Required work: Where the records hold the string "sources", show the whole line it sits on.

Collected data entries:
================

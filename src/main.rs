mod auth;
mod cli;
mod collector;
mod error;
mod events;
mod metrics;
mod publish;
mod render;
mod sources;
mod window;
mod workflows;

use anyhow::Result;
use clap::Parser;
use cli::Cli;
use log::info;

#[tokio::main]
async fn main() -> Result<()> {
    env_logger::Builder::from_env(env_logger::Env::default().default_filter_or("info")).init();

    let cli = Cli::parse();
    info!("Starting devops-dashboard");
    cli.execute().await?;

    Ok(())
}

================

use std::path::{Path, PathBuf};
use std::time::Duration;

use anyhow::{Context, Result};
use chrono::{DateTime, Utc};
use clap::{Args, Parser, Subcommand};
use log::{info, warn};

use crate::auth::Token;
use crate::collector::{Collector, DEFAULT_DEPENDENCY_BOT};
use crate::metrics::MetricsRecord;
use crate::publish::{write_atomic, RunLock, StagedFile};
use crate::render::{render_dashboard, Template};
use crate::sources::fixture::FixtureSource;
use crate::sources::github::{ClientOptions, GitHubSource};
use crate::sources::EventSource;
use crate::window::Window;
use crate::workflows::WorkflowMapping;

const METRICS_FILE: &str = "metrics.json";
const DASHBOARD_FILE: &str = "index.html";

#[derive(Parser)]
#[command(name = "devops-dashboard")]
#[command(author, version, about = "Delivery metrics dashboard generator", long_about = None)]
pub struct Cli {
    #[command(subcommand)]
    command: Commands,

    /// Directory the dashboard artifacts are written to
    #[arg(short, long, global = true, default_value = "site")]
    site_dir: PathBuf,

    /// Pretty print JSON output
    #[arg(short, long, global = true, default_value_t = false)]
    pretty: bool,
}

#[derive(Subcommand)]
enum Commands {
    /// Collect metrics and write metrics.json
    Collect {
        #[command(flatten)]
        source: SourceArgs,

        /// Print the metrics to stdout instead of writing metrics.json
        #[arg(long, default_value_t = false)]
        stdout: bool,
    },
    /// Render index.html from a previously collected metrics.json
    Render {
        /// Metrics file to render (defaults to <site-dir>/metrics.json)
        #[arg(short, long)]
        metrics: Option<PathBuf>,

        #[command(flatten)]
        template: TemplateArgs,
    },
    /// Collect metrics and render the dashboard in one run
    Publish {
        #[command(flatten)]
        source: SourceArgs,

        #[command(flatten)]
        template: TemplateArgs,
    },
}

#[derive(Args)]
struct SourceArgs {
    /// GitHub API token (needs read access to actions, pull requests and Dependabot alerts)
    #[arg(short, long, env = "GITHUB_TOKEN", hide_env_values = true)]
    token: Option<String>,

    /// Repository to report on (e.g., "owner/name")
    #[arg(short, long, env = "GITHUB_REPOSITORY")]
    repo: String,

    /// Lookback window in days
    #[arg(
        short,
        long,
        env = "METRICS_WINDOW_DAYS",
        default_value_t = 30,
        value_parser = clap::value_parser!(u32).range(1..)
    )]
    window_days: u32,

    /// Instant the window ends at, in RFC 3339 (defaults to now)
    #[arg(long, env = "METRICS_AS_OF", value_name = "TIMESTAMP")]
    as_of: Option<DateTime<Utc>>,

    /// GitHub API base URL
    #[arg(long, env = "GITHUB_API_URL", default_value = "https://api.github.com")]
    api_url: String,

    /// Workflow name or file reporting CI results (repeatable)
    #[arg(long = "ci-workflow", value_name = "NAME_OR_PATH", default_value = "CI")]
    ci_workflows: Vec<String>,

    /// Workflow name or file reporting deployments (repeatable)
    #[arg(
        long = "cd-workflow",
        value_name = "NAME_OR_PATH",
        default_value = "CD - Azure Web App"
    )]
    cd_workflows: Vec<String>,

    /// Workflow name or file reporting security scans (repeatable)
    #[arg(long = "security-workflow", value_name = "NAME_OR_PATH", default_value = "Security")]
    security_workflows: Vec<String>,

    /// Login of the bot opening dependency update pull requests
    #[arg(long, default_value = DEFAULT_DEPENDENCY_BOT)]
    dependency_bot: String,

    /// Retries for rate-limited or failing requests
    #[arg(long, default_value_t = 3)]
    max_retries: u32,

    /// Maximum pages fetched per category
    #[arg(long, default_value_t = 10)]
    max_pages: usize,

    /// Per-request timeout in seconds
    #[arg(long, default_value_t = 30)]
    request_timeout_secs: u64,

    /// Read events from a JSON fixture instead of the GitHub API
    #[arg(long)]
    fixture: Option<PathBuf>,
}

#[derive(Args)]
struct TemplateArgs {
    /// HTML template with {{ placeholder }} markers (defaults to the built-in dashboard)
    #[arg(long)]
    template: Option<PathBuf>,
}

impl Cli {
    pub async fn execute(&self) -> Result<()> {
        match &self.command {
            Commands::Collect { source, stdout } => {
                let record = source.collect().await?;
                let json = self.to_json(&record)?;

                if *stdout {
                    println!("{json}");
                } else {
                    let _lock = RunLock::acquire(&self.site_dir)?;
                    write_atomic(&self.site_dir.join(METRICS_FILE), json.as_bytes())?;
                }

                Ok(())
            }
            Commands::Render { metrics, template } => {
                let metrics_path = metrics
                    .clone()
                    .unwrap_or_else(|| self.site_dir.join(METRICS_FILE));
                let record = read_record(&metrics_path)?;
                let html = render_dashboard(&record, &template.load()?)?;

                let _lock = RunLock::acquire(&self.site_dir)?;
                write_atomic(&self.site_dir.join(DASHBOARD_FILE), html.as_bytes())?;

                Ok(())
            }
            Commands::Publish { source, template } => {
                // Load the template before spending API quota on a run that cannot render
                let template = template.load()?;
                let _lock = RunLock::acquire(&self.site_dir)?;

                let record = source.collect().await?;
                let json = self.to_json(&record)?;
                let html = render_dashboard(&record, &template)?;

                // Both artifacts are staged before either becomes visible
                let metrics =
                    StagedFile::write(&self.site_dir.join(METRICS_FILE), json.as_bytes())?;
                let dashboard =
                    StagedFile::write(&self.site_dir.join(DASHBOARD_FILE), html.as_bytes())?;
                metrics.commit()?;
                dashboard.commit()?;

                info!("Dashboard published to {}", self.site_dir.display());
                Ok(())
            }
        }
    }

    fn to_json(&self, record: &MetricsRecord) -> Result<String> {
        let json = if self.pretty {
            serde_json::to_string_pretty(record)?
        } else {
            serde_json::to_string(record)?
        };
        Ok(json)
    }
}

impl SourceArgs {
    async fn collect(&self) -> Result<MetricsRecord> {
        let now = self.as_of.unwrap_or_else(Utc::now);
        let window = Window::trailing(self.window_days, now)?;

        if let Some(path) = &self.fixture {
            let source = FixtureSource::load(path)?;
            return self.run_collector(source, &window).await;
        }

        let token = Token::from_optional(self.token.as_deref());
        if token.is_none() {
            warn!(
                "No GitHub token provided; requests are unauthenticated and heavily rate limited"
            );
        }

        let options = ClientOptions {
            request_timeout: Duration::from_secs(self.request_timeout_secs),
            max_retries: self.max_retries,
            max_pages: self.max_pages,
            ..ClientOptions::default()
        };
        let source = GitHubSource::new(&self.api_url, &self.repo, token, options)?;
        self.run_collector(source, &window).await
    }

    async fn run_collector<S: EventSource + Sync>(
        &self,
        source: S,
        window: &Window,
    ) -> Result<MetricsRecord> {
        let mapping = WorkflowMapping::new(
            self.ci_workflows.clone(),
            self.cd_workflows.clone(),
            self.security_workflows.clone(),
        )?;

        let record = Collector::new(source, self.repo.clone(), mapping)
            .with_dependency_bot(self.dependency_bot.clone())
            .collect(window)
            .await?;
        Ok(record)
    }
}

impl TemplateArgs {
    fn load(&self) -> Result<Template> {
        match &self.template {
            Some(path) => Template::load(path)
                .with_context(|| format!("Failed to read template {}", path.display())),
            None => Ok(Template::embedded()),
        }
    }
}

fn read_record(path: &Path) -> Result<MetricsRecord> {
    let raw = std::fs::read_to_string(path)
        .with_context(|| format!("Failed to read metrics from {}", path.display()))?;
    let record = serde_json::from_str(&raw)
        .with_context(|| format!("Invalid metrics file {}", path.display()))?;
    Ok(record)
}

================

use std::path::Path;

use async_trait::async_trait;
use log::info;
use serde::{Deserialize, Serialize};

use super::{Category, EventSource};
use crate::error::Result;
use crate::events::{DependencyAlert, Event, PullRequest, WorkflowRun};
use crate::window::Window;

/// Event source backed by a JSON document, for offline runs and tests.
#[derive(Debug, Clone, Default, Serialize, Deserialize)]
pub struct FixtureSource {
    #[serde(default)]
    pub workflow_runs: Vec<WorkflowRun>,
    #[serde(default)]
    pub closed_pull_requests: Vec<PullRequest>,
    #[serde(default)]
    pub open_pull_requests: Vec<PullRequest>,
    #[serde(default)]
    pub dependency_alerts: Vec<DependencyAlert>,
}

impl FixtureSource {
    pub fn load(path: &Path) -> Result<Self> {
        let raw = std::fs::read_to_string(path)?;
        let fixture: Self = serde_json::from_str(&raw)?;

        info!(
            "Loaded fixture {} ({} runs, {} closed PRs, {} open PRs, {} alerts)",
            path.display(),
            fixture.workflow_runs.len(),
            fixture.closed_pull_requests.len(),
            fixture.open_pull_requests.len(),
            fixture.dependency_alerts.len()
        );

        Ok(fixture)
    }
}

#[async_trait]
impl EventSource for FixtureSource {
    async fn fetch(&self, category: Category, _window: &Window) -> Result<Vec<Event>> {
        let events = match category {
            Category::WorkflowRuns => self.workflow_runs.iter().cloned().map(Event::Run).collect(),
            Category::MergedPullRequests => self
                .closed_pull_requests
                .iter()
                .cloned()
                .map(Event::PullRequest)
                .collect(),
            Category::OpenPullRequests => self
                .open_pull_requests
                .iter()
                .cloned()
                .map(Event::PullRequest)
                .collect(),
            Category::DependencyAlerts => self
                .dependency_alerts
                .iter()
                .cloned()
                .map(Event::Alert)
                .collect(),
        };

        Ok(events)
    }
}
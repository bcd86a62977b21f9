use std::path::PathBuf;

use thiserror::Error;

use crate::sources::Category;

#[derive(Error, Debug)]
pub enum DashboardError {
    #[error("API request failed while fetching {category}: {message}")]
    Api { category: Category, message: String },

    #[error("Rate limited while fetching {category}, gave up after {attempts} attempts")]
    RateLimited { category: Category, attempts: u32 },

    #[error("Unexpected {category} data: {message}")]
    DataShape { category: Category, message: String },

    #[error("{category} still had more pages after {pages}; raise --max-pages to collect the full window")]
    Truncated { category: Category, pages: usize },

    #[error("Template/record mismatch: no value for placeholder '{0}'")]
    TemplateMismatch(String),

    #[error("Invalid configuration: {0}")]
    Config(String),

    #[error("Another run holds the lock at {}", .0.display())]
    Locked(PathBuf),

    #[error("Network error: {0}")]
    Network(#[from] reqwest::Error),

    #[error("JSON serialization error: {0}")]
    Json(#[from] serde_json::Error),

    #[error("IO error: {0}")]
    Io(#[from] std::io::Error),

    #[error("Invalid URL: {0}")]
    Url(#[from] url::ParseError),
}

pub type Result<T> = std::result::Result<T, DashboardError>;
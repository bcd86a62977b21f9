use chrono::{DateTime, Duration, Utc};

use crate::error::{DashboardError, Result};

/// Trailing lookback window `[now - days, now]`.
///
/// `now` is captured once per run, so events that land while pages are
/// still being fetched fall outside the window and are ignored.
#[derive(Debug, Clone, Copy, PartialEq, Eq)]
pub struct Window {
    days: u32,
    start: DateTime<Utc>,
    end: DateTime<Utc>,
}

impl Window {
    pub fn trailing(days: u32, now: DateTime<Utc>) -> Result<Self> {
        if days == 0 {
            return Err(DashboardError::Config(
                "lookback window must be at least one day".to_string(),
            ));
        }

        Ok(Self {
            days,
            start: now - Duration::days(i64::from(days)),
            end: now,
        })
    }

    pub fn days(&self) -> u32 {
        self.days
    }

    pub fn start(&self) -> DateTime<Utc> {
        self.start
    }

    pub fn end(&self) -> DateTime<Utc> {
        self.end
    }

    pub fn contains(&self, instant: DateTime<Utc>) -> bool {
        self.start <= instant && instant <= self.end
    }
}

================

Finished task:
mod sources;
use crate::sources::fixture::FixtureSource;
use crate::sources::github::{ClientOptions, GitHubSource};
use crate::sources::EventSource;
use crate::sources::Category;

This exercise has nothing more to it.